As per the Dissolution of Muslim Marriage Act passed in 1939, “Judicial khula is allowed to be authorised without the husband’s consent if the wife has agreed to forfeit her financial rights. Marriage is not considered a sacrament among Muslims but rather a civil contract with spiritual and moral undertones.”
“Therefore, legally, the marriage can be dissolved for a good cause. The wife has the right to dissolve a marriage on grounds of Khula if she decides she cannot live with her husband [any longer].”
Khula’ means the divorce of the wife in return for a payment; the husband takes the payment and lets his wife go, whether this payment is the mahr which he gave to her, or more or less than that.
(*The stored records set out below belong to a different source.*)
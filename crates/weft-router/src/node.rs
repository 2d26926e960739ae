//! Routed node state.

use std::time::Duration;

use tracing::debug;

use weft_blob::BlobEngine;
use weft_core::{
    connection::{Connection, ConnectionKind, ConnectionStatistics},
    message::{EndpointId, Message, MessageId},
};
use weft_protocol::special;

pub(crate) fn message_id_list_contains(list: &[MessageId], entry: MessageId) -> bool {
    list.contains(&entry)
}

pub(crate) fn message_id_list_add(list: &mut Vec<MessageId>, entry: MessageId) {
    if !message_id_list_contains(list, entry) {
        list.push(entry);
    }
}

pub(crate) fn message_id_list_remove(list: &mut Vec<MessageId>, entry: MessageId) {
    list.retain(|id| *id != entry);
}

/// One adopted connection of a router.
///
/// Holds the connection itself, the router-capability hint used by the
/// multi-router fallback, the disconnect latch set by bye-bye messages and
/// the per-link allow/block message filters.
pub struct RoutedNode {
    connection: Option<Box<dyn Connection>>,
    maybe_router: bool,
    do_disconnect: bool,
    allow_list: Vec<MessageId>,
    block_list: Vec<MessageId>,
}

impl Default for RoutedNode {
    fn default() -> Self {
        Self {
            connection: None,
            maybe_router: true,
            do_disconnect: false,
            allow_list: Vec::with_capacity(8),
            block_list: Vec::with_capacity(8),
        }
    }
}

impl RoutedNode {
    /// Installs the connection and the router-capability hint.
    pub fn setup(&mut self, connection: Box<dyn Connection>, maybe_router: bool) {
        self.connection = Some(connection);
        self.maybe_router = maybe_router;
        self.do_disconnect = false;
    }

    /// Returns true when `msg_id` passes this link's filters.
    ///
    /// Special messages always pass. A non-empty allow list admits only its
    /// entries; otherwise a non-empty block list rejects its entries.
    pub fn is_allowed(&self, msg_id: MessageId) -> bool {
        if special::is_special(msg_id) {
            return true;
        }
        if !self.allow_list.is_empty() {
            return message_id_list_contains(&self.allow_list, msg_id);
        }
        if !self.block_list.is_empty() {
            return !message_id_list_contains(&self.block_list, msg_id);
        }
        true
    }

    /// Clears the router-capability hint.
    pub fn mark_not_a_router(&mut self) {
        self.maybe_router = false;
    }

    /// Returns the router-capability hint.
    pub fn maybe_router(&self) -> bool {
        self.maybe_router
    }

    /// Latches the disconnect flag unless the peer may be a router.
    pub fn handle_bye_bye(&mut self) {
        if !self.maybe_router {
            self.do_disconnect = true;
        }
    }

    /// True when the link should be cleaned up.
    pub fn should_disconnect(&self) -> bool {
        match &self.connection {
            Some(connection) => self.do_disconnect || !connection.is_usable(),
            None => true,
        }
    }

    /// Cleans up and drops the connection.
    pub fn cleanup_connection(&mut self) {
        if let Some(mut connection) = self.connection.take() {
            connection.cleanup();
            self.do_disconnect = false;
        }
    }

    /// The transport kind of this link.
    pub fn kind_of_connection(&self) -> ConnectionKind {
        match &self.connection {
            Some(connection) => connection.kind(),
            None => ConnectionKind::Unknown,
        }
    }

    /// Fills in transfer statistics of this link.
    pub fn query_statistics(&self, stats: &mut ConnectionStatistics) -> bool {
        match &self.connection {
            Some(connection) => connection.query_statistics(stats),
            None => false,
        }
    }

    /// Sends a message on this link; returns false on failure.
    pub fn send(&mut self, msg_id: MessageId, message: &Message) -> bool {
        match &mut self.connection {
            Some(connection) => {
                if !connection.send(msg_id, message) {
                    debug!("failed to send message to connected node");
                    return false;
                }
                true
            }
            None => {
                debug!("missing or unusable node connection");
                false
            }
        }
    }

    /// Offers a message to this link when the peer may be a router.
    pub fn try_route(&mut self, msg_id: MessageId, message: &Message) -> bool {
        if self.maybe_router {
            return self.send(msg_id, message);
        }
        false
    }

    /// Drains received messages into `batch`; returns true when any
    /// message was fetched.
    pub fn fetch_into(&mut self, batch: &mut Vec<(MessageId, Duration, Message)>) -> bool {
        match &mut self.connection {
            Some(connection) => connection.fetch_messages(&mut |msg_id, age, message| {
                batch.push((msg_id, age, message.clone()));
                true
            }),
            None => false,
        }
    }

    /// Makes transport progress on this link.
    pub fn update_connection(&mut self) -> bool {
        match &mut self.connection {
            Some(connection) => connection.update(),
            None => false,
        }
    }

    /// Gives the blob engine a send opportunity on this link.
    ///
    /// Only fragments addressed to this node's endpoint are sent here.
    pub fn process_blobs(&mut self, node_id: EndpointId, blobs: &mut BlobEngine) -> bool {
        let Some(connection) = &mut self.connection else {
            return false;
        };
        if !connection.is_usable() {
            return false;
        }
        let Some(max_data_size) = connection.max_data_size() else {
            return false;
        };
        blobs.process_outgoing(
            &mut |msg_id, message| {
                if message.target_id == node_id {
                    return connection.send(msg_id, message);
                }
                false
            },
            max_data_size,
            4,
        )
    }

    /// Adds a message id to the block list; specials cannot be blocked.
    pub fn block_message(&mut self, msg_id: MessageId) {
        message_id_list_add(&mut self.block_list, msg_id);
    }

    /// Adds a message id to the allow list.
    pub fn allow_message(&mut self, msg_id: MessageId) {
        message_id_list_add(&mut self.allow_list, msg_id);
    }

    /// Clears the block list.
    pub fn clear_block_list(&mut self) {
        self.block_list.clear();
    }

    /// Clears the allow list.
    pub fn clear_allow_list(&mut self) {
        self.allow_list.clear();
    }
}
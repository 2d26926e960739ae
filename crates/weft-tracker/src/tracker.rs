//! The remote node tracker.

use std::{
    collections::{HashMap, HashSet},
    sync::Arc,
};

use tracing::debug;

use weft_core::{
    connection::ConnectionStatistics,
    message::EndpointId,
};
use weft_protocol::payload::RouterTopologyInfo;

use crate::{
    change::RemoteNodeChanges,
    node::{NodeConnection, RemoteHost, RemoteInstance, RemoteNode},
};

/// Tracks the state of remote nodes, instances, hosts and the connections
/// between them.
///
/// The tracker exclusively owns its entity maps; entities reference each
/// other by id only. Repeated host names and other descriptive strings are
/// deduplicated through an internal cache handing out shared handles.
#[derive(Debug, Default)]
pub struct RemoteNodeTracker {
    nodes: HashMap<EndpointId, RemoteNode>,
    instances: HashMap<u64, RemoteInstance>,
    hosts: HashMap<u64, RemoteHost>,
    connections: Vec<NodeConnection>,
    string_cache: HashSet<Arc<str>>,
}

impl RemoteNodeTracker {
    /// Creates an empty tracker.
    pub fn new() -> Self {
        Self::default()
    }

    /// Returns a deduplicated shared handle for the given string.
    pub fn cached(&mut self, s: &str) -> Arc<str> {
        if let Some(cached) = self.string_cache.get(s) {
            return cached.clone();
        }
        let handle: Arc<str> = Arc::from(s);
        self.string_cache.insert(handle.clone());
        handle
    }

    /// Returns the tracked node with the given id, creating it on demand.
    pub fn get_node(&mut self, node_id: EndpointId) -> &mut RemoteNode {
        debug_assert_ne!(node_id, weft_core::message::INVALID_ID);
        self.nodes.entry(node_id).or_insert_with(|| RemoteNode::new(node_id))
    }

    /// Looks up a tracked node without creating it.
    pub fn find_node(&self, node_id: EndpointId) -> Option<&RemoteNode> {
        self.nodes.get(&node_id)
    }

    /// Removes a tracked node; returns true when it existed.
    pub fn remove_node(&mut self, node_id: EndpointId) -> bool {
        self.connections.retain(|conn| !conn.connects_node(node_id));
        self.nodes.remove(&node_id).is_some()
    }

    /// Returns the tracked instance with the given id, creating it on
    /// demand.
    pub fn get_instance(&mut self, instance_id: u64) -> &mut RemoteInstance {
        self.instances
            .entry(instance_id)
            .or_insert_with(|| RemoteInstance::new(instance_id))
    }

    /// Returns the tracked host with the given id, creating it on demand.
    pub fn get_host(&mut self, host_id: u64) -> &mut RemoteHost {
        self.hosts.entry(host_id).or_insert_with(|| RemoteHost::new(host_id))
    }

    /// Returns the connection entry for the unordered id pair, creating it
    /// on demand.
    pub fn get_connection(
        &mut self,
        node_id1: EndpointId,
        node_id2: EndpointId,
    ) -> &mut NodeConnection {
        if let Some(index) = self
            .connections
            .iter()
            .position(|conn| conn.connects(node_id1, node_id2))
        {
            return &mut self.connections[index];
        }
        self.get_node(node_id1).add_change(RemoteNodeChanges::CONNECTION_INFO);
        self.get_node(node_id2).add_change(RemoteNodeChanges::CONNECTION_INFO);
        self.connections.push(NodeConnection::new(node_id1, node_id2));
        self.connections.last_mut().expect("just pushed")
    }

    /// Iterates over all tracked nodes.
    pub fn nodes(&self) -> impl Iterator<Item = &RemoteNode> {
        self.nodes.values()
    }

    /// Iterates mutably over all tracked nodes.
    pub fn nodes_mut(&mut self) -> impl Iterator<Item = &mut RemoteNode> {
        self.nodes.values_mut()
    }

    /// Iterates over all tracked connections.
    pub fn connections(&self) -> impl Iterator<Item = &NodeConnection> {
        self.connections.iter()
    }

    /// Records that `node_id` currently runs as `instance_id`.
    ///
    /// A changed instance id means the remote process restarted: the node
    /// state is cleared, every connection entry touching the node is
    /// erased, and the new instance id is assigned. In all cases the node
    /// and instance are marked alive.
    pub fn notice_instance(
        &mut self,
        node_id: EndpointId,
        instance_id: u64,
    ) -> &mut RemoteNode {
        let current = self.get_node(node_id).instance_id();
        match current {
            Some(known) if known != instance_id => {
                debug!(node = node_id, instance = instance_id, "node instance changed");
                self.connections.retain(|conn| !conn.connects_node(node_id));
                let node = self.nodes.get_mut(&node_id).expect("node exists");
                node.clear();
                node.set_instance_id(instance_id);
                let host_id = node.host_id();
                if let Some(host_id) = host_id {
                    self.get_instance(instance_id).notice_alive().set_host_id(host_id);
                }
            }
            Some(_) => {
                self.get_instance(instance_id).notice_alive();
            }
            None => {
                let node = self.nodes.get_mut(&node_id).expect("node exists");
                node.set_instance_id(instance_id);
                let host_id = node.host_id();
                if let Some(host_id) = host_id {
                    self.get_instance(instance_id).notice_alive().set_host_id(host_id);
                }
            }
        }
        let node = self.nodes.get_mut(&node_id).expect("node exists");
        node.notice_alive();
        node
    }

    /// Folds a router topology record into the tracked state.
    pub fn apply_topology(&mut self, info: &RouterTopologyInfo) {
        self.notice_instance(info.router_id, info.instance_id);
        let changed = self
            .get_connection(info.router_id, info.remote_id)
            .set_kind(info.connection_kind);
        if changed {
            self.get_node(info.router_id).add_change(RemoteNodeChanges::CONNECTION_INFO);
            self.get_node(info.remote_id).add_change(RemoteNodeChanges::CONNECTION_INFO);
        }
    }

    /// Folds reported connection statistics into the tracked state.
    pub fn assign_connection_statistics(&mut self, stats: &ConnectionStatistics) {
        self.get_connection(stats.local_id, stats.remote_id).assign_statistics(stats);
        self.get_node(stats.local_id)
            .notice_alive()
            .add_change(RemoteNodeChanges::CONNECTION_INFO);
        self.get_node(stats.remote_id).add_change(RemoteNodeChanges::CONNECTION_INFO);
    }

    /// Advances alive-state tracking on every instance and host.
    pub fn update(&mut self) {
        for instance in self.instances.values_mut() {
            instance.update();
        }
        for host in self.hosts.values_mut() {
            host.update();
        }
    }
}
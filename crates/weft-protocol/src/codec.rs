//! Message header serialization and deserialization.
//!
//! Provides the binary encoding of a message envelope for transmission
//! between bus nodes. All multi-byte fields are big-endian.

use std::{
    io::{self, Cursor, Read, Write},
    time::Duration,
};

use byteorder::{BigEndian, ReadBytesExt, WriteBytesExt};

use weft_core::{
    error::{Error, Result},
    identifier::Identifier,
    message::{Message, MessageId, Payload, Priority, VerificationBits},
};

/// Encodes a message id and envelope into the provided buffer (appends bytes).
///
/// Layout: class, method, target, source, sequence (u64 each), priority,
/// hop count, verification bits (u8 each), age in microseconds (u64),
/// payload length (u32) and the payload bytes.
pub fn encode_message(
    msg_id: MessageId,
    message: &Message,
    buffer: &mut Vec<u8>,
) -> io::Result<()> {
    buffer.write_u64::<BigEndian>(msg_id.class.value())?;
    buffer.write_u64::<BigEndian>(msg_id.method.value())?;
    buffer.write_u64::<BigEndian>(message.target_id)?;
    buffer.write_u64::<BigEndian>(message.source_id)?;
    buffer.write_u64::<BigEndian>(message.sequence_no)?;
    buffer.write_u8(message.priority.to_u8())?;
    buffer.write_u8(message.hop_count)?;
    buffer.write_u8(message.verification.bits())?;
    buffer.write_u64::<BigEndian>(message.age.as_micros() as u64)?;
    buffer.write_u32::<BigEndian>(message.payload.len() as u32)?;
    buffer.write_all(message.payload.as_slice())?;
    Ok(())
}

/// Decodes a message id and envelope from a byte slice.
pub fn decode_message(data: &[u8]) -> Result<(MessageId, Message)> {
    read_message(data).map_err(|error| Error::Decode(error.to_string()))
}

fn read_message(data: &[u8]) -> io::Result<(MessageId, Message)> {
    let mut cursor = Cursor::new(data);

    let class = Identifier::from_value(cursor.read_u64::<BigEndian>()?);
    let method = Identifier::from_value(cursor.read_u64::<BigEndian>()?);
    let target_id = cursor.read_u64::<BigEndian>()?;
    let source_id = cursor.read_u64::<BigEndian>()?;
    let sequence_no = cursor.read_u64::<BigEndian>()?;
    let priority = Priority::from_u8(cursor.read_u8()?);
    let hop_count = cursor.read_u8()?;
    let verification = VerificationBits::from_bits(cursor.read_u8()?);
    let age = Duration::from_micros(cursor.read_u64::<BigEndian>()?);
    let payload_len = cursor.read_u32::<BigEndian>()? as usize;

    let remaining = data.len().saturating_sub(cursor.position() as usize);
    if payload_len > remaining {
        return Err(io::Error::new(
            io::ErrorKind::UnexpectedEof,
            "payload length exceeds buffer",
        ));
    }
    let mut payload = vec![0u8; payload_len];
    cursor.read_exact(&mut payload)?;

    let mut message = Message::with_payload(Payload::from(payload));
    message.target_id = target_id;
    message.source_id = source_id;
    message.sequence_no = sequence_no;
    message.priority = priority;
    message.hop_count = hop_count;
    message.verification = verification;
    message.age = age;

    Ok((MessageId::new(class, method), message))
}
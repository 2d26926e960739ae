//! Parallel connection update fan-out.
//!
//! When a router hosts more than two nodes, per-node connection updates
//! are dispatched to short-lived worker threads over pre-sliced disjoint
//! chunks of the node set. The scope join gates the next maintenance step
//! so link work never interleaves with it; workers communicate results
//! only through a shared atomic work-done flag.

use std::sync::atomic::{AtomicBool, Ordering};

use crate::node::RoutedNode;

/// Runs `update_connection` on every node, fanning out to `worker_count`
/// threads. Returns true when any connection made progress.
pub fn update_connections_parallel(
    nodes: &mut [&mut RoutedNode],
    worker_count: usize,
) -> bool {
    if nodes.is_empty() {
        return false;
    }
    let something_done = AtomicBool::new(false);
    let worker_count = worker_count.max(1);
    let chunk_size = (nodes.len() + worker_count - 1) / worker_count;

    std::thread::scope(|scope| {
        for chunk in nodes.chunks_mut(chunk_size) {
            let something_done = &something_done;
            scope.spawn(move || {
                for node in chunk.iter_mut() {
                    if node.update_connection() {
                        something_done.store(true, Ordering::Relaxed);
                    }
                }
            });
        }
    });

    something_done.load(Ordering::Relaxed)
}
The fundamental rule regarding this is the verse of the Holy Quran in which Allaah says (interpretation of the meaning):
“And it is not lawful for you (men) to take back (from your wives) any of your Mahr (bridal-money given by the husband to his wife at the time of marriage) which you have given them, except when both parties fear that they would be unable to keep the limits ordained by Allaah (e.g. to deal with each other on a fair basis). Then if you fear that they would not be able to keep the limits ordained by Allaah, then there is no sin on either of them if she gives back (the Mahr or a part of it) for her Al-Khul‘ (divorce)”
[al-Baqarah 2:229]
The evidence for that from the Sunnah is that the wife of Thaabit ibn Qays ibn Shammaas (may Allaah be pleased with him) came to the Prophet (peace and blessings of Allaah be upon him) and said, “O Messenger of Allaah, I do not find any fault with Thaabit ibn Qays in his character or his religious commitment, but I do not want to commit any act of kufr after becoming a Muslim.” The Prophet (peace and blessings of Allaah be upon him) said to her, “Will you give back his garden?” Because he had given her a garden as her mahr. She said, “Yes.” The Prophet (peace and blessings of Allaah be upon him) said to Thaabit: “Take back your garden, and divorce her.”
(Narrated by al-Bukhaari, 5273).
From this case the scholars comprehended that if a woman cannot stay with her husband, then the judge should ask him to divorce her by khula’; indeed he should order him to do so.
Comments are closed.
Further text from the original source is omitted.